The BBC’s modernized television adaptation Sherlock and the steampunk-inspired Hollywood blockbuster Sherlock Holmes: A Game of Shadows are only two of the most recent incarnations of Sir Arthur Conan Doyle’s famous detective. The Ransom Center holds an eclectic array both of Sherlockiana and of materials illustrating Doyle’s diverse pursuits.
Doyle introduced Sherlock Holmes in the novel A Study in Scarlet, which received several rejections before being published in the 1887 Beeton’s Christmas Annual (alongside the forgotten tales “Food for Powder” and “The Four-Leaved Shamrock,” as well as some truly terrifying Victorian advertisements—“Steiner’s Vermin Paste, It Never Fails!”). The Center holds one of the 11 complete copies known to exist, as part of the Ellery Queen book collection.
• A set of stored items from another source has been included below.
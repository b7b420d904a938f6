//! # 批量处理模块
//!
//! 一次调用的编排层：先把配置链和命令行参数叠加成最终配置，
//! 再用驱动器把全部输入推过引擎流水线，最后换算退出码。
//!
//! ## 功能
//! - 配置加载优先级（系统 → 环境变量 → 用户 rc → `--config` → 参数）
//! - 逐文档串行处理与计数合计
//! - 退出码策略：错误 2 > 警告 1 > 干净 0
//!
//! ## 依赖关系
//! - 被 `main.rs` 调用
//! - 使用 `cli/`, `config/`, `engine/`, `utils/output.rs`
//! - 子模块: driver

pub mod driver;

pub use driver::{BatchDriver, BatchTotals, DocumentJob};

use crate::cli::Cli;
use crate::config::{self, Options};
use crate::engine::PassthroughEngine;
use crate::error::Result;
use crate::utils::output;

/// 执行一次完整调用，返回进程退出码
pub fn execute(cli: Cli) -> Result<i32> {
    let mut options = Options::new();

    // 配置链：后加载者覆盖先加载者，命令行参数最后叠加
    config::file::load_default_configs(&mut options);
    for path in &cli.config {
        config::file::load_config_file(&mut options, path);
    }
    cli.apply(&mut options);

    if cli.modify && cli.output.is_some() {
        output::print_warning("--output is ignored when --modify is set; writing back to each input.");
    }

    let newline = options.newline;
    let mut driver = BatchDriver::new(move || PassthroughEngine::with_newline(newline));
    let totals = driver.run(&cli.inputs, &mut options);

    Ok(totals.exit_code())
}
The Queen collection also includes books from Doyle’s true crime library, many of which previously belonged to W. S. Gilbert (of Gilbert and Sullivan fame).
The character of Irene Adler plays a significant role in both the mentioned recent adaptations, but she appears in only one Doyle short story, “A Scandal in Bohemia.” The Center’s Sir Arthur Conan Doyle papers include the handwritten manuscript for this story, as well as a manuscript page from the most famous Holmes novel, The Hound of the Baskervilles. The Doyle papers also contain some interesting oddities, such as Doyle’s laconic answers to an autobiographical questionnaire (His favorite food? “Anything when hungry—nothing when not”) and a fan letter Doyle wrote to Bram Stoker in praise of Dracula.
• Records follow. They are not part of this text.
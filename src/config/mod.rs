//! # 选项注册表模块
//!
//! 持有一次调用期间共享的全部配置值：布尔、整数、字符串与枚举
//! 四类。配置文件通过 `set_by_key` 按键名赋值；未知键或非法值
//! 报告到当前错误输出后忽略，保留原值继续。
//!
//! 错误输出目的地是 `Options` 上的显式字段而非进程级全局状态，
//! 每次可能改动 `error-file` 的赋值之后立即重新解析。
//!
//! ## 依赖关系
//! - 被 `cli/`、`batch/` 读取
//! - 被 `config/file.rs` 写入
//! - 子模块: file

pub mod file;

use std::fs::File;
use std::io::Write;
use std::str::FromStr;

use clap::ValueEnum;

use crate::error::DocmendError;

/// 输出文档的换行风格
#[derive(Debug, Clone, Copy, PartialEq, Eq, ValueEnum)]
pub enum Newline {
    /// Unix 风格 (LF)
    Lf,
    /// Windows 风格 (CRLF)
    Crlf,
    /// 旧 Mac 风格 (CR)
    Cr,
}

impl FromStr for Newline {
    type Err = ();

    fn from_str(s: &str) -> std::result::Result<Self, ()> {
        match s.to_ascii_lowercase().as_str() {
            "lf" => Ok(Newline::Lf),
            "crlf" => Ok(Newline::Crlf),
            "cr" => Ok(Newline::Cr),
            _ => Err(()),
        }
    }
}

/// 选项注册表
pub struct Options {
    /// 抑制末尾摘要
    pub quiet: bool,
    /// 将输出写回各输入文件
    pub modify: bool,
    /// 诊断出错误时仍然产出输出
    pub force_output: bool,
    /// 是否产出文档输出（false 时只报告诊断）
    pub emit_output: bool,
    /// 显式输出文件路径
    pub output_file: Option<String>,
    /// 错误输出文件路径；None 表示标准错误
    pub error_file: Option<String>,
    /// 输出折行列宽，0 为不折行
    pub wrap: u32,
    /// 输出换行风格
    pub newline: Newline,
    /// 当前错误输出目的地
    err_writer: Box<dyn Write>,
}

impl Default for Options {
    fn default() -> Self {
        Self::new()
    }
}

impl Options {
    /// 默认配置：输出到标准输出，错误到标准错误
    pub fn new() -> Self {
        Self {
            quiet: false,
            modify: false,
            force_output: false,
            emit_output: true,
            output_file: None,
            error_file: None,
            wrap: 68,
            newline: Newline::Lf,
            err_writer: Box::new(std::io::stderr()),
        }
    }

    /// 替换错误输出目的地（测试用内存缓冲等）
    pub fn set_error_sink(&mut self, writer: Box<dyn Write>) {
        self.err_writer = writer;
    }

    /// 向当前错误输出写一行
    pub fn report(&mut self, msg: &str) {
        writeln!(self.err_writer, "{}", msg).ok();
    }

    /// 按键名赋值
    ///
    /// 来自配置文件与注册表消费方的统一入口。未知键和解析失败
    /// 的值只报告不中断，原值保持不变。
    pub fn set_by_key(&mut self, key: &str, value: &str) {
        match key {
            "quiet" => self.set_bool(key, value, |o, v| o.quiet = v),
            "modify" => self.set_bool(key, value, |o, v| o.modify = v),
            "force-output" => self.set_bool(key, value, |o, v| o.force_output = v),
            "emit-output" => self.set_bool(key, value, |o, v| o.emit_output = v),
            "output-file" => self.output_file = Some(value.to_string()),
            "error-file" => {
                self.error_file = Some(value.to_string());
                self.refresh_error_destination();
            }
            "wrap" => match value.parse::<u32>() {
                Ok(n) => self.wrap = n,
                Err(_) => self.report_bad_value(key, value),
            },
            "newline" => match <Newline as FromStr>::from_str(value) {
                Ok(n) => self.newline = n,
                Err(_) => self.report_bad_value(key, value),
            },
            _ => {
                let err = DocmendError::UnknownOption(key.to_string());
                self.report(&err.to_string());
            }
        }
    }

    /// 根据 `error-file` 重新打开错误输出目的地
    ///
    /// 打开失败报告到现有目的地并沿用之；`error-file` 未设置时
    /// 落回标准错误。
    pub fn refresh_error_destination(&mut self) {
        let Some(path) = self.error_file.clone() else {
            self.err_writer = Box::new(std::io::stderr());
            return;
        };
        match File::create(&path) {
            Ok(file) => self.err_writer = Box::new(file),
            Err(e) => {
                let err = DocmendError::OutputOpenError { path, source: e };
                self.report(&err.to_string());
            }
        }
    }

    fn set_bool(&mut self, key: &str, value: &str, assign: fn(&mut Self, bool)) {
        match parse_bool(value) {
            Some(v) => assign(self, v),
            None => self.report_bad_value(key, value),
        }
    }

    fn report_bad_value(&mut self, key: &str, value: &str) {
        let err = DocmendError::InvalidOptionValue {
            key: key.to_string(),
            value: value.to_string(),
        };
        self.report(&err.to_string());
    }
}

/// 解析布尔选项值，接受 yes/no、true/false、1/0
fn parse_bool(value: &str) -> Option<bool> {
    match value.to_ascii_lowercase().as_str() {
        "yes" | "true" | "1" => Some(true),
        "no" | "false" | "0" => Some(false),
        _ => None,
    }
}

#[cfg(test)]
mod tests {
    use super::*;
    use std::sync::{Arc, Mutex};

    /// 可回读的共享错误输出
    #[derive(Clone, Default)]
    struct SharedSink(Arc<Mutex<Vec<u8>>>);

    impl SharedSink {
        fn contents(&self) -> String {
            String::from_utf8(self.0.lock().unwrap().clone()).unwrap()
        }
    }

    impl Write for SharedSink {
        fn write(&mut self, buf: &[u8]) -> std::io::Result<usize> {
            self.0.lock().unwrap().extend_from_slice(buf);
            Ok(buf.len())
        }

        fn flush(&mut self) -> std::io::Result<()> {
            Ok(())
        }
    }

    fn quiet_options() -> (Options, SharedSink) {
        let sink = SharedSink::default();
        let mut options = Options::new();
        options.set_error_sink(Box::new(sink.clone()));
        (options, sink)
    }

    #[test]
    fn test_set_by_key_typed_values() {
        let (mut options, _sink) = quiet_options();
        options.set_by_key("quiet", "yes");
        options.set_by_key("wrap", "120");
        options.set_by_key("newline", "crlf");
        options.set_by_key("output-file", "out.txt");

        assert!(options.quiet);
        assert_eq!(options.wrap, 120);
        assert_eq!(options.newline, Newline::Crlf);
        assert_eq!(options.output_file.as_deref(), Some("out.txt"));
    }

    #[test]
    fn test_unknown_key_reported_and_ignored() {
        let (mut options, sink) = quiet_options();
        options.set_by_key("no-such-option", "yes");
        assert!(sink.contents().contains("Unknown option: no-such-option"));
        // 后续赋值仍然生效
        options.set_by_key("modify", "yes");
        assert!(options.modify);
    }

    #[test]
    fn test_bad_value_keeps_prior_value() {
        let (mut options, sink) = quiet_options();
        options.set_by_key("wrap", "80");
        options.set_by_key("wrap", "not-a-number");
        assert_eq!(options.wrap, 80);
        assert!(sink.contents().contains("Invalid value for option 'wrap'"));

        options.set_by_key("force-output", "maybe");
        assert!(!options.force_output);
    }

    #[test]
    fn test_error_file_switches_destination() {
        let dir = tempfile::tempdir().unwrap();
        let path = dir.path().join("errors.log");
        let (mut options, _sink) = quiet_options();

        options.set_by_key("error-file", path.to_str().unwrap());
        options.report("boom");
        drop(options);

        let logged = std::fs::read_to_string(&path).unwrap();
        assert_eq!(logged, "boom\n");
    }

    #[test]
    fn test_unopenable_error_file_reported_to_prior_destination() {
        let dir = tempfile::tempdir().unwrap();
        let path = dir.path().join("missing").join("errors.log");
        let (mut options, sink) = quiet_options();

        options.set_by_key("error-file", path.to_str().unwrap());
        assert!(sink.contents().contains("Failed to open output"));

        // 原目的地继续可用
        options.report("still here");
        assert!(sink.contents().contains("still here"));
    }
}
//! Directory scanning for downloaded and normalized pages.
//!
//! The collector lists the regular files of a single directory, skipping hidden
//! entries, and optionally keeps only those with an allowed extension. Page order
//! is the lexicographic order of file names, which is the order the packagers
//! paginate in.

use std::cmp::Ordering;
use std::path::{Path, PathBuf};

use tokio::fs::{ReadDir, read_dir};

use crate::error::{Error, Result};
use crate::path_utils::{is_hidden_file, lowercase_extension};

/// Extensions of raw pages the normalizer accepts.
pub const RAW_PAGE_EXTENSIONS: [&str; 3] = ["webp", "png", "jpg"];

/// Extensions of normalized pages the packagers accept.
pub const PACKAGE_PAGE_EXTENSIONS: [&str; 3] = ["jpg", "jpeg", "png"];

/// Collects page files from one directory.
#[derive(Debug)]
pub struct Collector<'a> {
    directory: &'a Path,
}

impl<'a> Collector<'a> {
    pub fn new(directory: &'a Path) -> Self {
        Self { directory }
    }

    /// Collects every non-hidden regular file, unsorted.
    pub async fn collect_files(&self) -> Result<Vec<PathBuf>> {
        Self::collect_entries(self.directory, false).await
    }

    /// Counts the non-hidden regular files in the directory.
    pub async fn count_files(&self) -> Result<usize> {
        Ok(self.collect_files().await?.len())
    }

    /// Collects files whose lowercase extension is in `extensions`, sorted by file name.
    ///
    /// # Arguments
    ///
    /// * `extensions` - Allowed extensions, lowercase and without the dot
    ///
    /// # Returns
    ///
    /// * `Result<Vec<PathBuf>>` - Matching paths in lexicographic file name order
    pub async fn collect_with_extensions(&self, extensions: &[&str]) -> Result<Vec<PathBuf>> {
        let mut pages: Vec<PathBuf> = self
            .collect_files()
            .await?
            .into_iter()
            .filter(|path| has_extension(path, extensions))
            .collect();

        pages.sort_by(Collector::sort_by_file_name);
        Ok(pages)
    }

    /// Collects directory contents with filtering options
    ///
    /// # Arguments
    ///
    /// * `directory` - Directory to scan
    /// * `only_dirs` - When true, only directories are collected; when false, only files
    ///
    /// # Returns
    ///
    /// * `Result<Vec<PathBuf>>` - Paths meeting the criteria
    pub async fn collect_entries(directory: &Path, only_dirs: bool) -> Result<Vec<PathBuf>> {
        let mut entries: Vec<PathBuf> = Vec::new();

        let mut paths: ReadDir = read_dir(directory).await.map_err(|e| {
            Error::Io(std::io::Error::new(
                e.kind(),
                format!("Failed to read directory '{}': {}", directory.display(), e),
            ))
        })?;

        while let Some(entry) = paths.next_entry().await? {
            let path = entry.path();

            if is_hidden_file(&path) {
                continue;
            }

            let is_dir = entry.file_type().await?.is_dir();
            if only_dirs != is_dir {
                continue;
            }

            entries.push(path);
        }

        Ok(entries)
    }

    /// Orders paths by file name, byte-wise.
    pub fn sort_by_file_name(a: &PathBuf, b: &PathBuf) -> Ordering {
        a.file_name().cmp(&b.file_name())
    }
}

/// Returns true when the path's lowercase extension is one of `extensions`.
pub fn has_extension(path: &Path, extensions: &[&str]) -> bool {
    lowercase_extension(path)
        .map(|ext| extensions.contains(&ext.as_str()))
        .unwrap_or(false)
}
//! Page normalization: decode, force RGB, optionally downscale, re-encode as JPEG.
//!
//! Every raw page in the cache directory with an allowed extension is written to
//! the working directory under its original stem with a `.jpg` extension. Two
//! raw pages sharing a stem (`01.png`, `01.webp`) collapse into one output, the
//! later one winning.

use std::fs::File;
use std::io::{BufWriter, Write};
use std::path::{Path, PathBuf};

use image::ImageReader;
use image::codecs::jpeg::JpegEncoder;
use image::imageops::{self, FilterType};
use indicatif::ProgressBar;
use tokio::task::spawn_blocking;

use crate::collector::{Collector, RAW_PAGE_EXTENSIONS, has_extension};
use crate::error::{Error, Result};
use crate::types::{DEFAULT_JPEG_QUALITY, ResizePolicy};

/// Extension of every normalized page.
pub const NORMALIZED_EXTENSION: &str = "jpg";

/// Settings for a normalization pass.
#[derive(Debug, Clone, Copy, PartialEq, Eq)]
pub struct NormalizeOptions {
    pub resize: ResizePolicy,
    pub jpeg_quality: u8,
}

impl Default for NormalizeOptions {
    fn default() -> Self {
        Self {
            resize: ResizePolicy::default(),
            jpeg_quality: DEFAULT_JPEG_QUALITY,
        }
    }
}

/// Returns true when the normalizer accepts the file.
pub fn is_convertible(path: &Path) -> bool {
    has_extension(path, &RAW_PAGE_EXTENSIONS)
}

/// Computes the scaled dimensions for a page, or `None` when it passes through.
///
/// Under [`ResizePolicy::MaxHeight`], a page taller than the limit gets exactly
/// the limit as height and a width rounded to keep the aspect ratio.
pub fn target_dimensions(width: u32, height: u32, policy: ResizePolicy) -> Option<(u32, u32)> {
    match policy {
        ResizePolicy::MaxHeight(max_height) if height > max_height => {
            let scale = max_height as f64 / height as f64;
            let new_width = (width as f64 * scale).round().max(1.0) as u32;
            Some((new_width, max_height))
        }
        _ => None,
    }
}

/// Normalizes one page into `target_dir` and returns the written path.
///
/// Blocking; callers on the async pipeline run it through `spawn_blocking`.
pub fn normalize_image(
    source: &Path,
    target_dir: &Path,
    options: &NormalizeOptions,
) -> Result<PathBuf> {
    let stem = source.file_stem().ok_or_else(|| {
        Error::InvalidPath(source.to_path_buf(), "Path has no file name".to_string())
    })?;

    let mut page = ImageReader::open(source)?
        .with_guessed_format()?
        .decode()?
        .into_rgb8();

    if let Some((width, height)) = target_dimensions(page.width(), page.height(), options.resize)
    {
        log::debug!(
            "Resizing {} from {}x{} to {}x{}",
            source.display(),
            page.width(),
            page.height(),
            width,
            height
        );
        page = imageops::resize(&page, width, height, FilterType::Lanczos3);
    }

    let mut file_name = stem.to_os_string();
    file_name.push(".");
    file_name.push(NORMALIZED_EXTENSION);
    let target = target_dir.join(file_name);

    let mut writer = BufWriter::new(File::create(&target)?);
    JpegEncoder::new_with_quality(&mut writer, options.jpeg_quality).encode_image(&page)?;
    writer.flush()?;

    Ok(target)
}

/// Normalizes every convertible page of `source_dir` into `target_dir`.
///
/// Pages are processed one after another; `progress` advances once per page.
///
/// # Returns
///
/// * `Result<Vec<PathBuf>>` - The written pages, in source file name order
pub async fn normalize_images(
    source_dir: &Path,
    target_dir: &Path,
    options: &NormalizeOptions,
    progress: &ProgressBar,
) -> Result<Vec<PathBuf>> {
    let sources = Collector::new(source_dir)
        .collect_with_extensions(&RAW_PAGE_EXTENSIONS)
        .await?;

    progress.set_length(sources.len() as u64);
    log::info!("Converting {} image(s)", sources.len());

    let mut written = Vec::with_capacity(sources.len());
    for source in sources {
        let target_dir = target_dir.to_path_buf();
        let options = *options;
        let page = spawn_blocking(move || normalize_image(&source, &target_dir, &options))
            .await
            .map_err(|e| Error::AsyncTaskError(e.to_string()))??;

        written.push(page);
        progress.inc(1);
    }

    progress.finish_and_clear();
    Ok(written)
}

#[cfg(test)]
mod tests {
    use super::*;

    #[test]
    fn test_taller_pages_are_scaled_to_the_limit() {
        assert_eq!(
            target_dimensions(1000, 3360, ResizePolicy::MaxHeight(1680)),
            Some((500, 1680))
        );
        // 1199 * 1680 / 2000 = 1007.16
        assert_eq!(
            target_dimensions(1199, 2000, ResizePolicy::MaxHeight(1680)),
            Some((1007, 1680))
        );
        // 1203 * 1680 / 2000 = 1010.52
        assert_eq!(
            target_dimensions(1203, 2000, ResizePolicy::MaxHeight(1680)),
            Some((1011, 1680))
        );
    }

    #[test]
    fn test_pages_at_or_below_the_limit_pass_through() {
        assert_eq!(target_dimensions(900, 1680, ResizePolicy::MaxHeight(1680)), None);
        assert_eq!(target_dimensions(4000, 1200, ResizePolicy::MaxHeight(1680)), None);
        assert_eq!(target_dimensions(1000, 9000, ResizePolicy::Original), None);
    }

    #[test]
    fn test_extreme_aspect_ratio_keeps_a_pixel() {
        assert_eq!(
            target_dimensions(1, 10_000, ResizePolicy::MaxHeight(100)),
            Some((1, 100))
        );
    }

    #[test]
    fn test_is_convertible() {
        assert!(is_convertible(Path::new("cache/001.webp")));
        assert!(is_convertible(Path::new("cache/002.PNG")));
        assert!(is_convertible(Path::new("cache/003.jpg")));
        assert!(!is_convertible(Path::new("cache/004.gif")));
        assert!(!is_convertible(Path::new("cache/info.json")));
    }
}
The popular image of Sherlock Holmes owes much to Sidney Paget, who illustrated the original publication of many of the stories in The Strand Magazine. It was he who put Holmes in the iconic deerstalker, never specifically mentioned by Doyle (Sherlockians will tell you that the “ear-flapped travelling cap” described in “Silver Blaze” is the closest reference). The Center’s Sir Arthur Conan Doyle art collection includes two original Paget drawings featuring Holmes and Dr. Watson—but no deerstalker.
The Center’s collections also document fans’ longstanding obsession with Sherlock Holmes. Christopher Morley, whose papers the Center holds, founded the first American Holmes fan society, the Baker Street Irregulars, in 1934. Elsewhere in the collections, one may find a manuscript of Dorothy L. Sayers’s learned disquisition on the conflicting dates given in “The Red-Headed League,” a handwritten essay celebrating the centenary of Holmes’s purported birth by A. A. Milne, and T. S. Eliot’s perceptive review of the collected stories in a 1928 issue of the Criterion.
In later life, Doyle developed a strong interest in spiritualism and the supernatural. The Center holds a large collection of Doyle’s spirit photographs, in which ghostly apparitions hover over the living, as well as his copies of the Cottingley fairy photographs. Doyle used the photographs to illustrate an article he wrote for The Strand Magazine about fairies and interpreted the images as clear evidence of their existence. The Center’s personal effects collection includes Doyle’s Ouija board. (Also present: two pairs of his socks.)
Sherlock Holmes himself has had an afterlife to rival any of Doyle’s spirits. The Center holds some early examples of what today would be called fan fiction: Maurice Leblanc pits his gentleman thief against a Holmes substitute in Arsène Lupin versus Herlock Sholmes (1908); in the same year, the first in a series of Spanish plays paired Holmes with A. J. Raffles (himself a Sherlock-inspired figure from the pen of Doyle’s brother-in-law, E. W. Hornung). Holmes even went to Broadway in Baker Street: A Musical Adventure of Sherlock Holmes (1965). As a bumper sticker from the Baker Street Irregulars proclaims, “Sherlock Holmes is alive and well!”